Lei-Meloni aspetta dodici ore per dire qualcosa sulle critiche di Trump al papa, offrendo una sponda strepitosa alle opposizioni e alle iene della propria coalizione, poi le definisce «inaccettabili» perché non può non farlo e da quel punto niente va dritto: «È lei che è inaccettabile» ribatte lui, l’ex-suo migliore amico e, non contento, prosegue:
Agli italiani «piace il fatto che la vostra presidente (del Consiglio, ndr) non ci stia dando alcun aiuto per ottenere il petrolio? – chiede Donald Trump in una telefonata con il Corriere della Sera – Piace alla gente? Non posso immaginarlo. Sono scioccato da lei. Pensavo che avesse coraggio, mi sbagliavo».
Rincara:
«Non vuole aiutarci con la Nato, non vuole aiutarci a sbarazzarci dell’arma nucleare.
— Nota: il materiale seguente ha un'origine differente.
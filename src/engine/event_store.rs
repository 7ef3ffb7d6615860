//! Event store
//!
//! Authoritative id to event mapping. Events keep insertion order; any
//! date ordering is done by callers.

use std::collections::HashMap;

use chrono::{DateTime, Utc};
use tracing::{debug, warn};

use super::capacity;
use super::lifecycle::{self, LifecycleAction};
use super::registration_log::RegistrationLog;
use crate::models::{CreateEventRequest, Event, EventStatus, UpdateEventRequest};
use crate::utils::errors::{CampusHubError, Result};
use crate::utils::helpers::{generate_id, non_blank};

#[derive(Debug, Clone, Default)]
pub struct EventStore {
    events: Vec<Event>,
    index: HashMap<String, usize>,
}

impl EventStore {
    pub fn new() -> Self {
        Self::default()
    }

    /// Rebuild from persisted records. A repeated id keeps its first record.
    pub fn from_events(events: Vec<Event>) -> Self {
        let mut store = Self::new();
        for event in events {
            if store.index.contains_key(&event.id) {
                warn!(event_id = %event.id, "Dropping duplicate event record on load");
                continue;
            }
            store.insert(event);
        }
        store
    }

    fn insert(&mut self, event: Event) {
        self.index.insert(event.id.clone(), self.events.len());
        self.events.push(event);
    }

    /// Create an event in `upcoming` with every seat free
    pub fn create(&mut self, request: CreateEventRequest, now: DateTime<Utc>) -> Result<Event> {
        let total_capacity = checked_capacity(request.total_capacity)?;

        let event = Event {
            id: generate_id(),
            title: request.title,
            description: request.description,
            date: request.date,
            time: request.time,
            venue: request.venue,
            event_type: request.event_type,
            cover_image_url: request.cover_image_url,
            total_capacity,
            remaining_seats: total_capacity,
            status: EventStatus::Upcoming,
            contact_name: request.contact_name,
            contact_email: request.contact_email,
            contact_phone: request.contact_phone,
            created_at: now,
            updated_at: now,
        };

        debug!(event_id = %event.id, total_capacity = total_capacity, "Event created in store");
        self.insert(event.clone());
        Ok(event)
    }

    /// Merge fields into an existing event
    ///
    /// Every check runs before the record is touched, so a rejected update
    /// leaves the event exactly as it was.
    pub fn update(
        &mut self,
        id: &str,
        request: UpdateEventRequest,
        log: &RegistrationLog,
        now: DateTime<Utc>,
    ) -> Result<Event> {
        let current = self.get(id).ok_or_else(|| CampusHubError::EventNotFound {
            event_id: id.to_string(),
        })?;
        lifecycle::next_status(current, LifecycleAction::Update)?;

        let active = log.active_count(id);
        let total_capacity = match request.total_capacity {
            Some(requested) => {
                let requested = checked_capacity(requested)?;
                if !capacity::fits(requested, active) {
                    return Err(CampusHubError::CapacityViolation {
                        event_id: id.to_string(),
                        requested,
                        active,
                    });
                }
                requested
            }
            None => current.total_capacity,
        };

        let event = self.get_mut(id).ok_or_else(|| CampusHubError::EventNotFound {
            event_id: id.to_string(),
        })?;

        if let Some(title) = request.title {
            event.title = title;
        }
        if let Some(description) = request.description {
            event.description = description;
        }
        if let Some(date) = request.date {
            event.date = date;
        }
        if let Some(time) = request.time {
            event.time = time;
        }
        if let Some(venue) = request.venue {
            event.venue = venue;
        }
        if let Some(event_type) = request.event_type {
            event.event_type = event_type;
        }
        // Optional fields: a blank value clears
        if let Some(url) = request.cover_image_url {
            event.cover_image_url = non_blank(&url);
        }
        if let Some(name) = request.contact_name {
            event.contact_name = non_blank(&name);
        }
        if let Some(email) = request.contact_email {
            event.contact_email = non_blank(&email);
        }
        if let Some(phone) = request.contact_phone {
            event.contact_phone = non_blank(&phone);
        }

        event.total_capacity = total_capacity;
        event.remaining_seats = capacity::remaining(total_capacity, active);
        event.updated_at = now;

        Ok(event.clone())
    }

    pub fn get(&self, id: &str) -> Option<&Event> {
        self.index.get(id).and_then(|&i| self.events.get(i))
    }

    pub(crate) fn get_mut(&mut self, id: &str) -> Option<&mut Event> {
        match self.index.get(id) {
            Some(&i) => self.events.get_mut(i),
            None => None,
        }
    }

    /// All events in insertion order
    pub fn list(&self) -> &[Event] {
        &self.events
    }

    pub fn contains(&self, id: &str) -> bool {
        self.index.contains_key(id)
    }

    pub fn len(&self) -> usize {
        self.events.len()
    }

    pub fn is_empty(&self) -> bool {
        self.events.is_empty()
    }

    /// Re-derive the remaining seats of one event from its active count
    pub fn refresh_seats(&mut self, id: &str, active_count: usize) -> Option<u32> {
        let event = self.get_mut(id)?;
        event.remaining_seats = capacity::recompute(event, active_count);
        Some(event.remaining_seats)
    }
}

fn checked_capacity(total_capacity: i64) -> Result<u32> {
    if total_capacity <= 0 {
        return Err(CampusHubError::invalid(
            "totalCapacity",
            "Total capacity must be a number greater than 0",
        ));
    }
    u32::try_from(total_capacity)
        .map_err(|_| CampusHubError::invalid("totalCapacity", "Total capacity is too large"))
}
//! Persistence gateway
//!
//! The engine persists its snapshot as a handful of whole JSON documents,
//! one per key. Every save overwrites the previous value; there is no
//! partial merge.

pub mod file;
pub mod memory;
pub mod redis;

pub use file::FileGateway;
pub use memory::MemoryGateway;
pub use self::redis::RedisGateway;

use std::sync::Arc;

use async_trait::async_trait;
use serde_json::Value;
use tracing::info;

use crate::config::{StorageBackend, StorageConfig};
use crate::utils::errors::{PersistenceResult, Result};

/// Events collection
pub const EVENTS_KEY: &str = "CAMPUSHUB_EVENTS";
/// Registrations collection, removed records included
pub const REGISTRATIONS_KEY: &str = "CAMPUSHUB_REGISTRATIONS";
/// Per-student interested event ids
pub const INTERESTED_KEY: &str = "CAMPUSHUB_INTERESTED";
/// Signed-in user record
pub const CURRENT_USER_KEY: &str = "CAMPUSHUB_CURRENT_USER";
/// Student identity records the participant roster joins against
pub const STUDENTS_KEY: &str = "CAMPUSHUB_STUDENTS";

/// Opaque key to value storage
#[async_trait]
pub trait PersistenceGateway: Send + Sync {
    /// Overwrite the value stored under `key`
    async fn save(&self, key: &str, value: &Value) -> PersistenceResult<()>;

    /// Load the value stored under `key`, `None` when absent
    async fn load(&self, key: &str) -> PersistenceResult<Option<Value>>;

    /// Backend name for logs
    fn backend(&self) -> &'static str;
}

/// Create the gateway selected by the storage configuration
pub async fn build_gateway(config: &StorageConfig) -> Result<Arc<dyn PersistenceGateway>> {
    let gateway: Arc<dyn PersistenceGateway> = match config.backend {
        StorageBackend::Memory => Arc::new(MemoryGateway::new()),
        StorageBackend::File => Arc::new(FileGateway::new(&config.data_dir, &config.key_prefix)),
        StorageBackend::Redis => Arc::new(RedisGateway::new(config).await?),
    };

    info!(backend = gateway.backend(), "Persistence gateway ready");
    Ok(gateway)
}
È molto diversa da quello che pensavo».
Mi si porti la Peroni familiare, per favore.
Sapere che sia un europeista al momento mi basta eccome.

Finisce l’orrendo incubo Orbán e l’Ungheria torna, forse, tra le popolazioni civili; da vedere quanto il sistema di potere sia radicato e quanto certe abitudini non siano connaturate. Fedelissimo del capo fino a un certo momento, di Magyar non è che si sappia molto, soprattutto in politica estera – e qui dalla UE a Putin sono tutti in attesa -, di sicuro è una sconfitta dei sovranisti, compresi quelli di casa nostra che, al governo, hanno augurato pubblicamente la vittoria a Orbán.

A Budapest una festa che manco avessero vinto i mondiali con la Grande Ungheria, ieri bisognava essere lì. Forse, lo dico sommessamente, forse comincia a tirare un’altra aria. Bene così.